CEO: Talbots' solid Q1 driven by lean investory, lower costs
The Talbots, Inc. (NYSE:TLB) CEO Trudy Sullivan said the women’s apparel retailer’s solid first-quarter results were driven by better management of leaner inventory and tight expense controls. Sullivan made the comments during a morning conference call.
“As we look ahead, we feel well-positioned to achieve our 2008 financial goals,” Sullivan said.
The firm is making progress in its cost cutting and expense control initiatives, and is on track to achieve at least $50 million in cost reductions in 2008, she said. Sullivan said the firm is lowering expenses through layoffs, productivity improvements and the relocation of the headquarters of its J. Jill brand. The company closed 11 Talbots kids stores and two Talbots mens stores during the first quarter.
Before Wednesday’s opening, Talbots said in a statement it will keep its annual profit forecast, excluding restructuring costs, to range from $0.47 to $0.52 per share, which compares with a loss of $0.61 per share during 2007. Wall Street analysts, on average, project a 2008 profit of $0.29 per share. Talbots expects a loss for non-core operations of between $0.59 and $0.64 per share during 2008, compared with a loss of $0.24 per share a year ago. Most of the charges related to restructuring discontinued operations should be behind the company by the end of the third quarter, CFO Edward Larsen said.
Larsen said the company is also in discussions to increase its capital line of credit. The firm is in compliance with all covenants of its acquisition term loan agreements for the first quarter of fiscal 2008.
Talbots also reported early Wednesday that its first-quarter earnings slipped 69% to $1.6 million, or $0.03 per share, versus $5.2 million, or $0.10 per share, a year earlier. Excluding a loss of $0.11 per share for closing men’s and kids’ stores and non-core stores in the United Kingdom, Talbots said it earned $11 million, or $0.21 per share. Wall Street analysts anticipated earnings of $0.13 per share.
“Overall, we are encouraged with our solid first-quarter results and we are committed to driving stronger performance throughout the balance of the year,” Sullivan said. “With the positive indicators we are seeing early in the year, we believe we are on the right track. We remain comfortable with our previously announced outlook for fiscal 2008 and we are pleased to see improving business fundamentals.”
Optimizing merchandise gross margins was Talbots’ plan going into the first quarter, Sullivan said. The firm used targeted incentives to drive traffic and regular-price selling, rather than holding a storewide sale similar to the one held in 2007. The company’s inventories are lean, Sullivan said, and Talbots did not have to make higher-than-planned discounts in order to sell products. The change in promotional strategy to monthly markdowns was a “clear contributor” to merchandise margins, Sullivan said.
Consolidated sales for the quarter edged down 6% to $542 million from $573.6 million during the same period of 2007.Wall Street analysts expected $752.6 million.
Sales at stores open at least a year fell 9.8% compared with the same 13-week period a year ago.

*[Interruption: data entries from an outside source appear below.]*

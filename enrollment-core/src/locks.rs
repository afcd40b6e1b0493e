//! Scoped exclusion for enrollment operations
//!
//! - Each course has a `RwLock`. Requests and withdrawals hold it shared; a
//!   lottery holds it exclusively for its load-partition-commit sequence, so
//!   requests either finish before the snapshot or wait for the commit.
//! - Each (student, course) pair has a `Mutex`, so at most one request or
//!   withdrawal per pair is in flight.
//!
//! Locks are created on first use and removed once no guard or waiter holds
//! them. Unrelated courses never share a lock.

use crate::types::{CourseId, StudentId};
use dashmap::DashMap;
use std::hash::Hash;
use std::sync::Arc;
use tokio::sync::{Mutex, OwnedMutexGuard, OwnedRwLockReadGuard, OwnedRwLockWriteGuard, RwLock};

type CourseLocks = Arc<DashMap<CourseId, Arc<RwLock<()>>>>;
type PairLocks = Arc<DashMap<(StudentId, CourseId), Arc<Mutex<()>>>>;

/// Drop the map entry for `key` if the map holds the only handle to it
fn prune<K: Eq + Hash, L>(map: &DashMap<K, Arc<L>>, key: &K) {
    map.remove_if(key, |_, lock| Arc::strong_count(lock) == 1);
}

/// Guard held while a single pair is being mutated
#[derive(Debug)]
pub struct PairGuard {
    key: (StudentId, CourseId),
    course: Option<OwnedRwLockReadGuard<()>>,
    pair: Option<OwnedMutexGuard<()>>,
    courses: CourseLocks,
    pairs: PairLocks,
}

impl Drop for PairGuard {
    fn drop(&mut self) {
        // Release before pruning so the strong count reflects waiters only
        drop(self.pair.take());
        drop(self.course.take());
        prune(&self.pairs, &self.key);
        prune(&self.courses, &self.key.1);
    }
}

/// Guard held while a course lottery runs
#[derive(Debug)]
pub struct CourseGuard {
    course_id: CourseId,
    course: Option<OwnedRwLockWriteGuard<()>>,
    courses: CourseLocks,
}

impl Drop for CourseGuard {
    fn drop(&mut self) {
        drop(self.course.take());
        prune(&self.courses, &self.course_id);
    }
}

/// Lock table populated on demand and pruned as guards are released
#[derive(Debug, Default)]
pub struct LockTable {
    courses: CourseLocks,
    pairs: PairLocks,
}

impl LockTable {
    /// Create empty lock table
    pub fn new() -> Self {
        Self::default()
    }

    fn course_lock(&self, course_id: CourseId) -> Arc<RwLock<()>> {
        self.courses
            .entry(course_id)
            .or_insert_with(|| Arc::new(RwLock::new(())))
            .value()
            .clone()
    }

    fn pair_lock(&self, student_id: StudentId, course_id: CourseId) -> Arc<Mutex<()>> {
        self.pairs
            .entry((student_id, course_id))
            .or_insert_with(|| Arc::new(Mutex::new(())))
            .value()
            .clone()
    }

    /// Lock one (student, course) pair, sharing the course with other pairs
    pub async fn lock_pair(&self, student_id: StudentId, course_id: CourseId) -> PairGuard {
        let course = self.course_lock(course_id).read_owned().await;
        let pair = self.pair_lock(student_id, course_id).lock_owned().await;
        PairGuard {
            key: (student_id, course_id),
            course: Some(course),
            pair: Some(pair),
            courses: self.courses.clone(),
            pairs: self.pairs.clone(),
        }
    }

    /// Lock a whole course exclusively
    pub async fn lock_course(&self, course_id: CourseId) -> CourseGuard {
        CourseGuard {
            course_id,
            course: Some(self.course_lock(course_id).write_owned().await),
            courses: self.courses.clone(),
        }
    }

    /// Number of courses with a lock allocated
    pub fn tracked_courses(&self) -> usize {
        self.courses.len()
    }

    /// Number of pairs with a lock allocated
    pub fn tracked_pairs(&self) -> usize {
        self.pairs.len()
    }
}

The store saw positive improvement in the mid-single digits in sales at stores open at least a year during April, Sullivan said. The positive improvement was driven by a positive response to new merchandise and successful “best customer” events, she said.
“While our sales were softer in the quarter, in part due to the difficult macro environment, we almost completely offset the sales shortfall with the 260 basis point improvement in merchandise gross margins,” Sullivan said.
Sales at Talbots-branded stores tumbled 7.4% while J. Jill-branded stores plunged 20.2%. The firm “continues to feel strongly” about its J. Jill brand, the CEO said.
“We had a very challenging quarter at J. Jill with [sales at stores open at least a year] well off our expectations,” Paula Bennett, president of Talbots’ J. Jill brand, said. “That said, we did see a significantly better performance in our direct business with a marked improvement in merchandise gross margins.”
J. Jill’s inventory was higher than planned coming into the first quarter, Bennett said, which resulted in deeper discounts than originally anticipated. J. Jill plans to have a “much leaner” inventory in the fall, she said.
In midday trading, TLB shares are up 5.51%, or $0.41, to $7.85.